Anaconda gives PIK scientists more freedom in their choices of software tools, versions, and environments than a traditional HPC system with a centralized software provisioning model can provide. HPC applications typically need to be tuned to make the best possible use of the hardware resources. PIK benefits from Anaconda with its Intel MKL integration, in that it can be sure it has highly efficient builds of the most important numerical and AI Python modules. The integration ensures that PIK scientists have the quickest possible turnaround in their model runs and allows them to concentrate on the science rather than the tooling of environments—which is essential for scientific reproducibility. The quick turnaround makes it much easier for them to try out new techniques and tools.
“My work is part of the HPC section of the IT department. It’s my job to ensure that our scientists have the most up-to-date and efficient tools for developing code, running models and applications, and analyzing results,” said Ciaron Linstead, HPC Software Support Engineer. Anaconda has improved PIK’s data science and machine learning workflows by allowing system administrators to spend less time figuring out how to build important modules and their dependencies from scratch and more time helping scientists get the best performance out of their code on their HPC cluster. Scientists can create their own Python environments in minutes without waiting for system admin help or approval, which would normally take hours or sometimes days depending on workloads.
Anaconda not only benefits system administrators, but practitioners as well. PIK developers who work in Python, C, C++, Fortran, and R find Anaconda useful for pre- and post-processing of input and output data. Additionally, conda allows practitioners to quickly generate and share software environments, which is essential when it comes to scientific reproducibility— but the practitioner benefits don’t end there.
“We rely on Anaconda to manage the Python packages for our research,” said a team member working on improving climate model simulations with deep generative adversarial networks. “Anaconda is fast and flexible, allowing us, for example, to easily install the latest PyTorch version and its CUDA dependencies. This enables us to train machine learning models efficiently on GPUs.”
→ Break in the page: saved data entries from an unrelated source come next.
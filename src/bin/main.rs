use chrono::{NaiveDate, NaiveDateTime};
use clap::Parser;
use tracing::{info, warn};
use tracing_subscriber::EnvFilter;

use transaction_dashboard::{
    Chart, CompanyRule, CsvLayout, Dashboard, FilterSpec, LoadOptions, RejectionPolicy, Selection,
    TimePreset, TimeRange, TransactionStore, parse_timestamp,
};

/// Summarizes an exported list of in-game transactions as chart tables
#[derive(Debug, Parser)]
#[clap(version)]
struct Args {
    /// The path to the transaction CSV file
    filename: std::path::PathBuf,
    /// `headed` for CSV with a header row, `game-export` for the game's headerless export
    #[clap(long, default_value = "headed")]
    layout: CsvLayout,
    /// Fail on the first malformed row instead of skipping it
    #[clap(long)]
    abort_on_error: bool,
    /// The date of game day 0, for exports that count days [default for game exports: 1970-01-01]
    #[clap(long)]
    day_epoch: Option<NaiveDate>,
    /// Assigns a company by description keywords, e.g. `Best Inc=best inc`
    #[clap(long = "company-rule")]
    company_rules: Vec<CompanyRule>,
    /// Only include transactions at or after this time
    #[clap(long, parse(try_from_str = parse_time))]
    from: Option<NaiveDateTime>,
    /// Only include transactions at or before this time
    #[clap(long, parse(try_from_str = parse_time))]
    to: Option<NaiveDateTime>,
    /// `last-day`, `last-week` or `all-time`, ignored when `--from` or `--to` is given
    #[clap(long)]
    preset: Option<TimePreset>,
    /// Only include these companies
    #[clap(long = "company")]
    companies: Vec<String>,
    /// Only include these transaction types
    #[clap(long = "type")]
    types: Vec<String>,
    /// The charts to print, all of them by default
    #[clap(long = "chart")]
    charts: Vec<Chart>,
    /// The log level, `RUST_LOG` takes precedence
    #[clap(long, default_value = "warn")]
    log_level: String,
}

fn parse_time(value: &str) -> Result<NaiveDateTime, String> {
    parse_timestamp(value, None).map_err(|e| e.to_string())
}

fn setup_logging(level: &str) {
    let filter = EnvFilter::try_from_default_env()
        .or_else(|_| EnvFilter::try_new(level))
        .unwrap_or_else(|_| EnvFilter::new("warn"));

    tracing_subscriber::fmt()
        .with_env_filter(filter)
        .with_target(false)
        .with_writer(std::io::stderr)
        .init();
}

fn filter_spec(args: &Args, store: &TransactionStore) -> FilterSpec {
    let mut spec = FilterSpec::for_store(store);

    match (args.from, args.to, store.time_bounds()) {
        (None, None, Some(bounds)) => {
            if let Some(preset) = args.preset {
                spec.time_range = Some(preset.range(bounds));
            }
        }
        (None, None, None) => {}
        (from, to, bounds) => {
            let start = from.or(bounds.map(|(min, _)| min)).unwrap_or(NaiveDateTime::MIN);
            let end = to.or(bounds.map(|(_, max)| max)).unwrap_or(NaiveDateTime::MAX);
            spec.time_range = Some(TimeRange::new(start, end));
        }
    }

    spec.with_companies(Selection::only(args.companies.iter().cloned()))
        .with_types(Selection::only(args.types.iter().cloned()))
}

fn main() -> anyhow::Result<()> {
    let args = Args::parse();
    setup_logging(&args.log_level);

    let options = LoadOptions {
        policy: match args.abort_on_error {
            false => RejectionPolicy::Skip,
            true => RejectionPolicy::Abort,
        },
        day_epoch: args.day_epoch,
        company_rules: args.company_rules.clone(),
    };
    let file = std::fs::File::open(&args.filename)?;
    let loaded = TransactionStore::load_csv(std::io::BufReader::new(file), args.layout, &options)?;
    if loaded.skipped() > 0 {
        warn!(skipped = loaded.skipped(), "some rows were rejected");
    }
    info!(records = loaded.store.len(), "loaded {}", args.filename.display());

    let spec = filter_spec(&args, &loaded.store);
    let dashboard = Dashboard::build(&loaded.store, &spec);

    let charts = match args.charts.is_empty() {
        true => Chart::ALL.to_vec(),
        false => args.charts.clone(),
    };

    let mut writer = csv::WriterBuilder::new()
        .has_headers(true)
        .from_writer(std::io::stdout());

    for chart in charts {
        for row in dashboard.table(chart) {
            writer.serialize(row)?;
        }
    }
    writer.flush()?;

    Ok(())
}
Another individual, who is working on predicting dynamic stability of power grids using graph neural networks, had the following to say:
“At PIK we use Anaconda to easily switch between different versions of libraries and can always be up to date with the most recent developments. This is very helpful for conducting research in the quickly evolving field of machine learning.”
Clearly, PIK is an example of an organization that has benefited from adopting Anaconda in a multitude of ways—which, in turn, means that the fields of global change, climate impact, and sustainable development; policymakers; and, ultimately, the people that policy affects (read: all of us) have also benefited. At PIK, Anaconda makes system administrators’ and practitioners’ day-to-day work easier and more efficient and grants scientists more freedom of choice. And through those users and their work, it advances the organization’s mission and betters our world. This is the Anaconda vision—and it can serve your organization, too.